Because it is named as such, double-entry is a conventional accounting system that entails entering each transaction into at least two accounts, with a debit being made to one or even more accounts and a credit being made to one or even more accounts in response. In each situation, the total value of the transactions must balance out, ensuring that all dollars are properly accounted for and recorded. Debits are often recorded on the left-hand side of ledger, while credits are generally recorded on the right-hand side. Public corporations must follow accounting standards and techniques prescribed by generally accepted accounting principles. These rules and practices are governed by a nonprofit organization known as the Financial Accounting Standards Board. Double-entry accounting is also the most efficient method for a firm to track its financial progress, which is particularly important as its size develops. So, what is double-entry accounting, find more in this guide.



Accounting System


Double-entry bookkeeping was created during the mercantile era of European history to aid in the rationalization of commercial transactions and the efficiency of commerce. Moreover, it aided merchants and bankers in determining their expenses and profit margins. Some theorists have suggested that double-entry accounting was a crucial calculative technique that facilitated the emergence of capitalism in the first place. Known as the accounting equation, it is the fundamental notion of double-entry accounting. It is an abbreviated depiction of a concept that eventually evolves into a more complicated, enlarged multi-item display known as a balance sheet. Based on the double-entry accounting method, the balance sheet shows that the total assets match the entire liabilities and shareholder ownership of the company.


On the surface, the representation tries to reconcile all uses of capital (assets) with all sources of capital (where loan capital leads to liabilities and equity capital leads to shareholder's equity). Every business transaction will be reflected in at least one of the two accounts maintained by a corporation that maintains reliable financial records. Consider the following scenario: A firm obtains a loan from a financial institution such as a bank. The borrowed money will increase the company's assets, but the loan obligation will also climb in proportion to the increase in assets. If a company purchases raw materials using cash, it will increase inventory (asset) while decreasing cash capital (another asset). Because every transaction carried out by a corporation impacts two or more accounts, the accounting method is referred to as double-entry accounting.


Who Is a User of Double-Entry Accounting?


By law, public corporations are required to employ the double-entry accounting method. The Financial Accounting Standards Board, a non-governmental organization, makes decisions (GAAP) by generally accepted accounting standards. GAAP requires public firms to adhere to all regulations and procedures defined in the standard. Small firms with more than one employee and those seeking to get a loan should implement double-entry accounting practices. This technique provides a more accurate and comprehensive way to keep track of its financial status and how quickly it is expanding.



Maintaining Accurate Records


The increased business volume raises the chance of clerical mistakes occurring inside a company's commercial operations. Although double-entry accounting does not eliminate mistakes, it can help mitigate the impact that errors have on the total balance sheet. In addition, since the accounts are configured to examine each transaction to ensure that it balances out, any faults will be alerted to accountants immediately before the error causes a domino effect of other mistakes to be made.

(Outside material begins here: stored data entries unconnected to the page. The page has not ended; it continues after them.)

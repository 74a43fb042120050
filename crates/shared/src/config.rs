//! Configuration types for agentdocs

use serde::{Deserialize, Serialize};
use std::path::{Path, PathBuf};

/// Default config file name, looked up in the working directory
pub const CONFIG_FILE_NAME: &str = "agentdocs.yaml";

/// Default trailing notice appended to every generated page
pub const DEFAULT_NOTICE: &str = "This file is auto-generated. Do not edit manually.";

/// Lint behaviour
#[derive(Debug, Clone, PartialEq, Eq, Serialize, Deserialize)]
#[serde(default)]
pub struct LintConfig {
    /// Treat warnings as failures
    pub deny_warnings: bool,

    /// Delegation targets must be declared as `Subagent`
    pub require_subagent_type: bool,
}

impl Default for LintConfig {
    fn default() -> Self {
        Self {
            deny_warnings: false,
            require_subagent_type: true,
        }
    }
}

/// Project configuration (agentdocs.yaml)
#[derive(Debug, Clone, PartialEq, Eq, Serialize, Deserialize)]
#[serde(default)]
pub struct CatalogConfig {
    /// Directory holding agent definitions
    pub agents_dir: PathBuf,

    /// Directory holding base templates
    pub templates_dir: PathBuf,

    /// Directory generated Markdown is written to
    pub output_dir: PathBuf,

    /// Also render a README.md index
    pub index: bool,

    /// Trailing generation notice
    pub notice: String,

    /// Append the generation date to the notice
    pub timestamp: bool,

    pub lint: LintConfig,
}

impl Default for CatalogConfig {
    fn default() -> Self {
        Self {
            agents_dir: PathBuf::from("agents"),
            templates_dir: PathBuf::from("templates"),
            output_dir: PathBuf::from("docs/agents"),
            index: true,
            notice: DEFAULT_NOTICE.to_string(),
            timestamp: false,
            lint: LintConfig::default(),
        }
    }
}

impl CatalogConfig {
    /// Load configuration from a YAML file
    pub fn from_file(path: &Path) -> crate::Result<Self> {
        let content = std::fs::read_to_string(path)?;
        let config: Self = serde_yaml::from_str(&content)
            .map_err(|e| crate::CatalogError::parse(path, e))?;
        Ok(config.relative_to(path.parent().unwrap_or_else(|| Path::new(""))))
    }

    /// Load configuration if the file exists, defaults otherwise.
    ///
    /// Defaults are resolved against the directory the file would live in.
    pub fn load_or_default(path: &Path) -> crate::Result<Self> {
        if path.exists() {
            Self::from_file(path)
        } else {
            Ok(Self::default().relative_to(path.parent().unwrap_or_else(|| Path::new(""))))
        }
    }

    /// Resolve relative directories against `base`
    pub fn relative_to(mut self, base: &Path) -> Self {
        for dir in [&mut self.agents_dir, &mut self.templates_dir, &mut self.output_dir] {
            if dir.is_relative() {
                *dir = base.join(&*dir);
            }
        }
        self
    }

    /// Serialize to YAML (used by `init`)
    pub fn to_yaml(&self) -> crate::Result<String> {
        Ok(serde_yaml::to_string(self)?)
    }
}

#[cfg(test)]
mod tests {
    use super::*;

    #[test]
    fn test_config_parse_partial() {
        let yaml = r#"
output_dir: site/agents
lint:
  deny_warnings: true
"#;

        let config: CatalogConfig = serde_yaml::from_str(yaml).unwrap();
        assert_eq!(config.output_dir, PathBuf::from("site/agents"));
        assert_eq!(config.agents_dir, PathBuf::from("agents"));
        assert!(config.lint.deny_warnings);
        assert!(config.lint.require_subagent_type);
        assert!(config.index);
    }

    #[test]
    fn test_missing_file_uses_defaults() {
        let dir = tempfile::tempdir().unwrap();
        let config = CatalogConfig::load_or_default(&dir.path().join(CONFIG_FILE_NAME)).unwrap();

        assert_eq!(config.agents_dir, dir.path().join("agents"));
        assert_eq!(config.notice, DEFAULT_NOTICE);
    }

    #[test]
    fn test_from_file_resolves_relative_dirs() {
        let dir = tempfile::tempdir().unwrap();
        let path = dir.path().join(CONFIG_FILE_NAME);
        std::fs::write(&path, "agents_dir: defs\noutput_dir: /abs/out\n").unwrap();

        let config = CatalogConfig::from_file(&path).unwrap();
        assert_eq!(config.agents_dir, dir.path().join("defs"));
        assert_eq!(config.output_dir, PathBuf::from("/abs/out"));
    }

    #[test]
    fn test_invalid_config_reports_path() {
        let dir = tempfile::tempdir().unwrap();
        let path = dir.path().join(CONFIG_FILE_NAME);
        std::fs::write(&path, "index: [not, a, bool]\n").unwrap();

        let err = CatalogConfig::from_file(&path).unwrap_err();
        assert!(err.to_string().contains(CONFIG_FILE_NAME));
    }
}
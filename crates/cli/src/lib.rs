//! # agentdocs CLI
//!
//! Command implementations for the `agentdocs` binary.

pub mod commands;
pub mod project;
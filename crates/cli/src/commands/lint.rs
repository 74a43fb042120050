//! agentdocs lint command

use crate::project::{print_json, Context, Project};
use clap::Args;
use console::style;
use lint::{LintReport, Linter, Severity};
use std::process::ExitCode;

#[derive(Debug, Args)]
pub struct LintCommand {
    /// Treat warnings as failures
    #[arg(long)]
    pub deny_warnings: bool,
}

impl LintCommand {
    pub fn run(&self, ctx: &Context) -> anyhow::Result<ExitCode> {
        let project = Project::load(ctx)?;
        let deny_warnings = self.deny_warnings || project.config.lint.deny_warnings;

        let report = Linter::new(&project.catalog, project.config.lint.clone()).run();

        if ctx.json {
            print_json(&report)?;
        } else {
            print_report(&report);
        }

        if report.is_clean(deny_warnings) {
            Ok(ExitCode::SUCCESS)
        } else {
            Ok(ExitCode::FAILURE)
        }
    }
}

fn print_report(report: &LintReport) {
    for issue in &report.issues {
        let label = match issue.severity {
            Severity::Error => style(format!("error[{}]", issue.code)).red().bold(),
            Severity::Warning => style(format!("warning[{}]", issue.code)).yellow(),
        };
        println!("{} {}: {}", label, style(&issue.subject).bold(), issue.message);
    }

    println!(
        "Checked {} agents and {} templates: {} errors, {} warnings",
        report.agents_checked,
        report.templates_checked,
        report.error_count(),
        report.warning_count()
    );
}
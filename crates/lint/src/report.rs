//! Lint issues and reports

use serde::Serialize;
use std::fmt;

/// Issue severity
#[derive(Debug, Clone, Copy, PartialEq, Eq, Hash, PartialOrd, Ord, Serialize)]
#[serde(rename_all = "lowercase")]
pub enum Severity {
    Error,
    Warning,
}

impl fmt::Display for Severity {
    fn fmt(&self, f: &mut fmt::Formatter<'_>) -> fmt::Result {
        match self {
            Severity::Error => f.write_str("error"),
            Severity::Warning => f.write_str("warning"),
        }
    }
}

/// Stable identifiers for each consistency rule
#[derive(Debug, Clone, Copy, PartialEq, Eq, Hash, PartialOrd, Ord, Serialize)]
#[serde(rename_all = "kebab-case")]
pub enum LintCode {
    InvalidName,
    InvalidVersion,
    UnresolvedInherits,
    InheritanceCycle,
    UnresolvedSubagent,
    SelfDelegation,
    ModifyOutsideAccess,
    InvalidScopePattern,
    SubagentsWithoutDelegation,
    DelegationToMainAgent,
    EmptyAccess,
    EmptyField,
    DuplicateScopeEntry,
    UnusedTemplate,
}

impl LintCode {
    pub fn as_str(&self) -> &'static str {
        match self {
            LintCode::InvalidName => "invalid-name",
            LintCode::InvalidVersion => "invalid-version",
            LintCode::UnresolvedInherits => "unresolved-inherits",
            LintCode::InheritanceCycle => "inheritance-cycle",
            LintCode::UnresolvedSubagent => "unresolved-subagent",
            LintCode::SelfDelegation => "self-delegation",
            LintCode::ModifyOutsideAccess => "modify-outside-access",
            LintCode::InvalidScopePattern => "invalid-scope-pattern",
            LintCode::SubagentsWithoutDelegation => "subagents-without-delegation",
            LintCode::DelegationToMainAgent => "delegation-to-main-agent",
            LintCode::EmptyAccess => "empty-access",
            LintCode::EmptyField => "empty-field",
            LintCode::DuplicateScopeEntry => "duplicate-scope-entry",
            LintCode::UnusedTemplate => "unused-template",
        }
    }

    pub fn severity(&self) -> Severity {
        match self {
            LintCode::InvalidName
            | LintCode::InvalidVersion
            | LintCode::UnresolvedInherits
            | LintCode::InheritanceCycle
            | LintCode::UnresolvedSubagent
            | LintCode::SelfDelegation
            | LintCode::ModifyOutsideAccess
            | LintCode::InvalidScopePattern => Severity::Error,
            LintCode::SubagentsWithoutDelegation
            | LintCode::DelegationToMainAgent
            | LintCode::EmptyAccess
            | LintCode::EmptyField
            | LintCode::DuplicateScopeEntry
            | LintCode::UnusedTemplate => Severity::Warning,
        }
    }
}

impl fmt::Display for LintCode {
    fn fmt(&self, f: &mut fmt::Formatter<'_>) -> fmt::Result {
        f.write_str(self.as_str())
    }
}

/// One finding against an agent or template
#[derive(Debug, Clone, PartialEq, Eq, Serialize)]
pub struct LintIssue {
    pub severity: Severity,
    pub code: LintCode,
    /// Agent or template name
    pub subject: String,
    pub message: String,
}

impl LintIssue {
    pub fn new(code: LintCode, subject: impl Into<String>, message: impl Into<String>) -> Self {
        Self {
            severity: code.severity(),
            code,
            subject: subject.into(),
            message: message.into(),
        }
    }
}

impl fmt::Display for LintIssue {
    fn fmt(&self, f: &mut fmt::Formatter<'_>) -> fmt::Result {
        write!(
            f,
            "{}[{}] {}: {}",
            self.severity, self.code, self.subject, self.message
        )
    }
}

/// Result of linting a catalog
#[derive(Debug, Clone, Default, Serialize)]
#[serde(rename_all = "camelCase")]
pub struct LintReport {
    pub issues: Vec<LintIssue>,
    pub agents_checked: usize,
    pub templates_checked: usize,
}

impl LintReport {
    /// Sort issues by subject, then errors before warnings, then code
    pub fn sort(&mut self) {
        self.issues.sort_by(|a, b| {
            a.subject
                .cmp(&b.subject)
                .then(a.severity.cmp(&b.severity))
                .then(a.code.cmp(&b.code))
                .then(a.message.cmp(&b.message))
        });
    }

    pub fn error_count(&self) -> usize {
        self.count(Severity::Error)
    }

    pub fn warning_count(&self) -> usize {
        self.count(Severity::Warning)
    }

    fn count(&self, severity: Severity) -> usize {
        self.issues.iter().filter(|i| i.severity == severity).count()
    }

    /// Check if the report passes, optionally failing on warnings
    pub fn is_clean(&self, deny_warnings: bool) -> bool {
        self.error_count() == 0 && (!deny_warnings || self.warning_count() == 0)
    }

    /// Issues for one agent or template
    pub fn issues_for(&self, subject: &str) -> Vec<&LintIssue> {
        self.issues.iter().filter(|i| i.subject == subject).collect()
    }

    pub fn has(&self, subject: &str, code: LintCode) -> bool {
        self.issues.iter().any(|i| i.subject == subject && i.code == code)
    }

    pub fn to_json(&self) -> serde_json::Result<String> {
        serde_json::to_string_pretty(self)
    }
}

It is also easy to track back through the account structure to determine where a mistake occurred because of its structure.

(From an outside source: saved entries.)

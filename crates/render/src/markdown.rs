//! Agent page rendering

use shared::{AgentDefinition, CatalogConfig};
use std::fmt;

/// Trailing generation notice shared by every generated page
#[derive(Debug, Clone, PartialEq, Eq)]
pub struct Notice {
    pub text: String,
    /// Generation date appended to the text, if enabled
    pub generated_on: Option<String>,
}

impl Notice {
    pub fn new(text: impl Into<String>) -> Self {
        Self {
            text: text.into(),
            generated_on: None,
        }
    }

    /// Notice from config; stamps today's UTC date when `timestamp` is set
    pub fn from_config(config: &CatalogConfig) -> Self {
        Self {
            text: config.notice.clone(),
            generated_on: config
                .timestamp
                .then(|| chrono::Utc::now().format("%Y-%m-%d").to_string()),
        }
    }

    /// Check if a rendered line is this notice (any date)
    pub fn is_notice_line(&self, line: &str) -> bool {
        line.trim()
            .strip_prefix('*')
            .is_some_and(|rest| rest.starts_with(self.text.trim()))
    }
}

impl fmt::Display for Notice {
    fn fmt(&self, f: &mut fmt::Formatter<'_>) -> fmt::Result {
        match &self.generated_on {
            Some(date) => write!(f, "*{} Generated on {}.*", self.text.trim(), date),
            None => write!(f, "*{}*", self.text.trim()),
        }
    }
}

/// One agent rendered through the fixed page template
pub struct AgentPage<'a> {
    pub agent: &'a AgentDefinition,
    pub notice: &'a Notice,
}

impl<'a> AgentPage<'a> {
    pub fn new(agent: &'a AgentDefinition, notice: &'a Notice) -> Self {
        Self { agent, notice }
    }

    /// Output file name, `<name>.md`
    pub fn file_name(&self) -> String {
        page_file_name(&self.agent.name)
    }
}

pub fn page_file_name(agent_name: &str) -> String {
    format!("{}.md", agent_name)
}

impl fmt::Display for AgentPage<'_> {
    fn fmt(&self, f: &mut fmt::Formatter<'_>) -> fmt::Result {
        let agent = self.agent;

        writeln!(f, "# {}", heading_text(agent))?;
        writeln!(f)?;

        writeln!(f, "## Metadata")?;
        writeln!(f)?;
        writeln!(f, "- **Name**: {}", agent.name)?;
        writeln!(f, "- **Role**: {}", agent.role)?;
        writeln!(f, "- **Version**: {}", agent.version)?;
        writeln!(f, "- **Status**: {}", agent.status)?;
        writeln!(f, "- **Type**: {}", agent.agent_type)?;
        if let Some(parent) = &agent.inherits_from {
            writeln!(f, "- **Inherits From**: {}", parent)?;
        }
        writeln!(f)?;

        writeln!(f, "## Description")?;
        writeln!(f)?;
        writeln!(f, "{}", agent.description.trim())?;
        writeln!(f)?;

        writeln!(f, "## Directive")?;
        writeln!(f)?;
        writeln!(f, "**Primary Goal**: {}", agent.directive.trim())?;
        writeln!(f)?;

        writeln!(f, "## Scope")?;
        writeln!(f)?;
        writeln!(f, "### Can Access")?;
        writeln!(f)?;
        write_paths(f, &agent.scope.can_access)?;
        writeln!(f)?;
        writeln!(f, "### Can Modify")?;
        writeln!(f)?;
        write_paths(f, &agent.scope.can_modify)?;
        writeln!(f)?;

        if agent.delegates() {
            writeln!(f, "## Delegation")?;
            writeln!(f)?;
            writeln!(f, "- **Enabled**: true")?;
            writeln!(f, "- **Allowed Subagents**:")?;
            for subagent in agent.allowed_subagents() {
                writeln!(f, "  - {}", subagent)?;
            }
            writeln!(f)?;
        }

        writeln!(f, "---")?;
        writeln!(f)?;
        writeln!(f, "{}", self.notice)
    }
}

/// Page title: the role, or the name when the role is blank
fn heading_text(agent: &AgentDefinition) -> &str {
    if agent.role.trim().is_empty() {
        agent.name.as_str()
    } else {
        agent.role.trim()
    }
}

fn write_paths(f: &mut fmt::Formatter<'_>, paths: &[String]) -> fmt::Result {
    if paths.is_empty() {
        return writeln!(f, "_None_");
    }
    for path in paths {
        writeln!(f, "- `{}`", path)?;
    }
    Ok(())
}

/// Render one agent page
pub fn render_agent(agent: &AgentDefinition, notice: &Notice) -> String {
    AgentPage::new(agent, notice).to_string()
}

#[cfg(test)]
mod tests {
    use super::*;
    use shared::{AgentStatus, AgentType};

    fn strings(items: &[&str]) -> Vec<String> {
        items.iter().map(|s| s.to_string()).collect()
    }

    #[test]
    fn test_full_page() {
        let agent = AgentDefinition::new("campaign_manager", "Campaign Manager")
            .with_version("1.2.0")
            .with_status(AgentStatus::Beta)
            .inherits_from("base_marketing")
            .with_description("Coordinates multi-channel campaigns.")
            .with_directive("Ship campaigns on schedule.")
            .with_access(strings(&["marketing/", "analytics/campaigns/"]))
            .with_modify(strings(&["marketing/campaigns/"]))
            .with_delegation(strings(&["copywriter", "ad_buyer"]));

        let page = render_agent(&agent, &Notice::new("Generated. Do not edit."));

        let expected = "\
# Campaign Manager

## Metadata

- **Name**: campaign_manager
- **Role**: Campaign Manager
- **Version**: 1.2.0
- **Status**: beta
- **Type**: Main Agent
- **Inherits From**: base_marketing

## Description

Coordinates multi-channel campaigns.

## Directive

**Primary Goal**: Ship campaigns on schedule.

## Scope

### Can Access

- `marketing/`
- `analytics/campaigns/`

### Can Modify

- `marketing/campaigns/`

## Delegation

- **Enabled**: true
- **Allowed Subagents**:
  - copywriter
  - ad_buyer

---

*Generated. Do not edit.*
";
        assert_eq!(page, expected);
    }

    #[test]
    fn test_minimal_page_omits_optional_parts() {
        let agent = AgentDefinition::new("copywriter", "Copywriter")
            .with_type(AgentType::Subagent)
            .with_access(strings(&["marketing/copy/"]));

        let page = render_agent(&agent, &Notice::new("Auto-generated."));

        assert!(page.contains("- **Type**: Subagent\n"));
        assert!(!page.contains("Inherits From"));
        assert!(!page.contains("## Delegation"));
        assert!(page.contains("### Can Modify\n\n_None_\n"));
    }

    #[test]
    fn test_disabled_delegation_not_rendered() {
        let mut agent = AgentDefinition::new("lead", "Lead");
        agent.delegation = Some(shared::Delegation {
            enabled: false,
            allowed_subagents: strings(&["helper"]),
        });

        assert!(!render_agent(&agent, &Notice::new("n")).contains("## Delegation"));
    }

    #[test]
    fn test_blank_role_falls_back_to_name() {
        let agent = AgentDefinition::new("helper", " ");
        assert!(render_agent(&agent, &Notice::new("n")).starts_with("# helper\n"));
    }

    #[test]
    fn test_notice_with_date() {
        let notice = Notice {
            text: "Auto-generated.".to_string(),
            generated_on: Some("2026-01-31".to_string()),
        };

        assert_eq!(notice.to_string(), "*Auto-generated. Generated on 2026-01-31.*");
        assert!(notice.is_notice_line("*Auto-generated. Generated on 2025-12-01.*"));
        assert!(notice.is_notice_line("*Auto-generated.*"));
        assert!(!notice.is_notice_line("Auto-generated."));
    }

    #[test]
    fn test_notice_from_config() {
        let mut config = CatalogConfig::default();
        assert!(Notice::from_config(&config).generated_on.is_none());

        config.timestamp = true;
        let date = Notice::from_config(&config).generated_on.unwrap();
        assert_eq!(date.len(), 10);
    }

    #[test]
    fn test_file_name() {
        let agent = AgentDefinition::new("ux_researcher", "UX Researcher");
        let notice = Notice::new("n");
        assert_eq!(AgentPage::new(&agent, &notice).file_name(), "ux_researcher.md");
    }
}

Instructions on How to Perform Double-Entry Bookkeeping


Double-entry bookkeeping is often performed via the use of accounting software. The program enables a company to establish custom accounts, such as a "technology cost" account, which may be used to record computers, printers, mobile phones, and other such items. Connecting your company bank account will simplify documenting transactions and save you time. Aside from that, accounting software makes it easy to create reports, which makes getting ready for tax season and year-end much easier. You may outsource this task to a professional accountant. On the other hand, FreshBooks is a straightforward accounting solution for small company owners with no prior accounting experience.